A Shocking Interaction

A Shocking Interaction

“We never dreamt that it would be this clear, this beautiful,” said J.T. Heineck of NASA’s Ames Research Center. After more than ten years of developing and refining imaging techniques and equipment, the scientist got a glimpse of perhaps the first-ever images of the interaction of shockwaves from two supersonic aircraft in flight.

“I am ecstatic about how these images turned out,” Heineck said after a test of an advanced air-to-air photographic technology. “With this upgraded system, we have, by an order of magnitude, improved both the speed and quality of our imagery from previous research.”

The images were captured as part of the Air-to-Air Background Oriented Schlieren flights, or AirBOS, which took place at NASA’s Armstrong Flight Research Center. The flight series included successful testing of an upgraded system that captures high-resolution images of shockwaves, the rapid pressure changes produced when an aircraft flies faster than the speed of sound. Shockwaves merge together as they travel through the atmosphere and are responsible for what is heard on the ground as a “sonic boom.”

The system will be used to capture data crucial to confirming the design of NASA’s X-59 Quiet SuperSonic Technology X-plane, or X-59 QueSST (photo below). The plane will fly supersonic, but will produce shockwaves in such a way that, instead of producing a loud sonic boom, will only make a quiet rumble. The ability to fly supersonic without a sonic boom may one day result in lifting current restrictions on supersonic flight over land.

The image at the top of this page features a pair of T-38s from the U.S. Air Force Test Pilot School. The T-38s are flying approximately 30 feet from each other, with the trailing aircraft flying about 10 feet lower than the leading one. The image shows the flow of the shock waves from both aircraft and the interaction of the shocks.

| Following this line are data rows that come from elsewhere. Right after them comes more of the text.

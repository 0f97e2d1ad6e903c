//! Ties a model source to the planning pipeline.

use tracing::{info, warn};

use crate::plan::{PlanError, PlanPolicy, PromptContext, TaskPlan, build_plan, build_prompt};
use crate::source::ModelSource;

/// Generates plans by prompting a [`ModelSource`] and validating its answer.
pub struct Planner {
    source: Box<dyn ModelSource>,
    policy: PlanPolicy,
    workspace: Option<String>,
}

impl Planner {
    pub fn new(source: Box<dyn ModelSource>, policy: PlanPolicy) -> Self {
        Self {
            source,
            policy,
            workspace: None,
        }
    }

    /// Tell the model which directory its relative paths refer to.
    pub fn with_workspace(mut self, workspace: impl Into<String>) -> Self {
        self.workspace = Some(workspace.into());
        self
    }

    pub fn policy(&self) -> &PlanPolicy {
        &self.policy
    }

    pub fn source_name(&self) -> &str {
        self.source.name()
    }

    /// The prompt [`Self::generate_plan`] would send for `request`.
    pub fn prompt_for(&self, request: &str) -> String {
        build_prompt(&PromptContext {
            request: request.to_owned(),
            workspace: self.workspace.clone(),
            max_steps: self.policy.max_steps,
            require_reasoning: self.policy.require_reasoning,
        })
    }

    pub async fn is_available(&self) -> bool {
        self.source.is_available().await
    }

    /// Prompt the source and turn its response into a plan.
    ///
    /// A source failure is returned before any parsing happens.
    pub async fn generate_plan(&self, request: &str) -> Result<TaskPlan, PlanError> {
        let prompt = self.prompt_for(request);
        info!(source = self.source.name(), "requesting plan");

        let response = self.source.complete(&prompt).await.map_err(|e| {
            warn!(source = self.source.name(), error = %e, "model source failed");
            PlanError::Source(e)
        })?;

        build_plan(request, &response, &self.policy).inspect_err(|e| {
            warn!(error = %e, "rejected model response");
        })
    }
}
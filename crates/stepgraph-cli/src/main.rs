mod config;
mod plan_cmds;
#[cfg(test)]
mod test_util;

use anyhow::{Context, bail};
use clap::{Parser, Subcommand};

use stepgraph_core::source::{ModelSource, OllamaSource, SourceConfig};

use config::{CliOverrides, StepgraphConfig};

#[derive(Parser)]
#[command(
    name = "stepgraph",
    about = "Turn LLM answers into validated, ordered file-action plans"
)]
struct Cli {
    /// Model backend URL (overrides STEPGRAPH_MODEL_URL env var)
    #[arg(long, global = true)]
    model_url: Option<String>,

    /// Model name (overrides STEPGRAPH_MODEL env var)
    #[arg(long, global = true)]
    model: Option<String>,

    #[command(subcommand)]
    command: Commands,
}

#[derive(Subcommand)]
pub enum Commands {
    /// Write a stepgraph config file
    Init {
        /// Overwrite existing config file
        #[arg(long)]
        force: bool,
    },
    /// Check that the model backend is reachable
    Health,
    /// Plan generation
    Plan {
        #[command(subcommand)]
        command: PlanCommands,
    },
}

#[derive(Subcommand)]
pub enum PlanCommands {
    /// Ask the model for a plan and print it
    Generate {
        /// What you want done, in plain language
        request: String,
        /// Print the plan as JSON
        #[arg(long)]
        json: bool,
        /// Also write the plan as JSON to this file
        #[arg(long)]
        output: Option<String>,
        /// Fail if the model does not explain its plan
        #[arg(long)]
        require_reasoning: bool,
    },
    /// Build a plan from a saved model response
    Parse {
        /// Response file, or `-` for stdin
        file: String,
        /// The request the response answers
        #[arg(long)]
        request: String,
        /// Print the plan as JSON
        #[arg(long)]
        json: bool,
        /// Fail if the response does not explain its plan
        #[arg(long)]
        require_reasoning: bool,
    },
    /// Print the prompt that would be sent for a request
    Prompt {
        /// What you want done, in plain language
        request: String,
    },
}

/// Execute the `stepgraph init` command: write config file.
fn cmd_init(model_url: Option<&str>, model: Option<&str>, force: bool) -> anyhow::Result<()> {
    let path = config::config_path();

    if path.exists() && !force {
        bail!(
            "config file already exists at {}\nUse --force to overwrite.",
            path.display()
        );
    }

    let cfg = config::ConfigFile {
        model: config::ModelSection {
            url: model_url.unwrap_or(SourceConfig::DEFAULT_URL).to_string(),
            name: model.unwrap_or(SourceConfig::DEFAULT_MODEL).to_string(),
            timeout_secs: SourceConfig::DEFAULT_TIMEOUT_SECS,
        },
        planning: config::PlanningSection::default(),
    };

    config::save_config_to(&cfg, &path)?;

    println!("Config written to {}", path.display());
    println!("  model.url = {}", cfg.model.url);
    println!("  model.name = {}", cfg.model.name);
    println!("  model.timeout_secs = {}", cfg.model.timeout_secs);
    println!("  planning.max_steps = {}", cfg.planning.max_steps);
    println!();
    println!("Next: run `stepgraph health` to check the model backend.");

    Ok(())
}

/// Execute the `stepgraph health` command.
async fn cmd_health(config: &StepgraphConfig) -> anyhow::Result<()> {
    let source =
        OllamaSource::new(config.source.clone()).context("failed to create model client")?;

    println!("Backend:  {} ({})", config.source.base_url, source.name());
    println!("Model:    {}", config.source.model);

    if !source.is_available().await {
        bail!("model backend at {} is not reachable", config.source.base_url);
    }
    println!("Status:   reachable");
    Ok(())
}

#[tokio::main]
async fn main() -> anyhow::Result<()> {
    // Logs go to stderr so `--json` output on stdout stays clean.
    tracing_subscriber::fmt()
        .with_env_filter(
            tracing_subscriber::EnvFilter::try_from_default_env()
                .unwrap_or_else(|_| tracing_subscriber::EnvFilter::new("info")),
        )
        .with_writer(std::io::stderr)
        .init();

    let cli = Cli::parse();
    let overrides = CliOverrides {
        model_url: cli.model_url.as_deref(),
        model: cli.model.as_deref(),
        require_reasoning: false,
    };

    match cli.command {
        Commands::Init { force } => {
            cmd_init(overrides.model_url, overrides.model, force)?;
        }
        Commands::Health => {
            let resolved = StepgraphConfig::resolve(&overrides)?;
            cmd_health(&resolved).await?;
        }
        Commands::Plan { command } => {
            plan_cmds::run_plan_command(command, overrides).await?;
        }
    }

    Ok(())
}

“If you look at the rear T-38, you see these shocks kind of interact in a curve,” said Neal Smith, a research engineer with AerospaceComputing Inc. at NASA Ames. “This is because the trailing T-38 is flying in the wake of the leading aircraft, so the shocks are going to be shaped differently. This data is really going to help us advance our understanding of how these shocks interact.”

While NASA has previously used the schlieren photography technique to study shockwaves, the AirBOS flights featured an advanced approach that allowed researchers to capture three times the amount of data in the same amount of time.

Story by Matt Kamlet, NASA Armstrong Flight Research Center, with Mike Carlowicz, NASA Earth Observatory.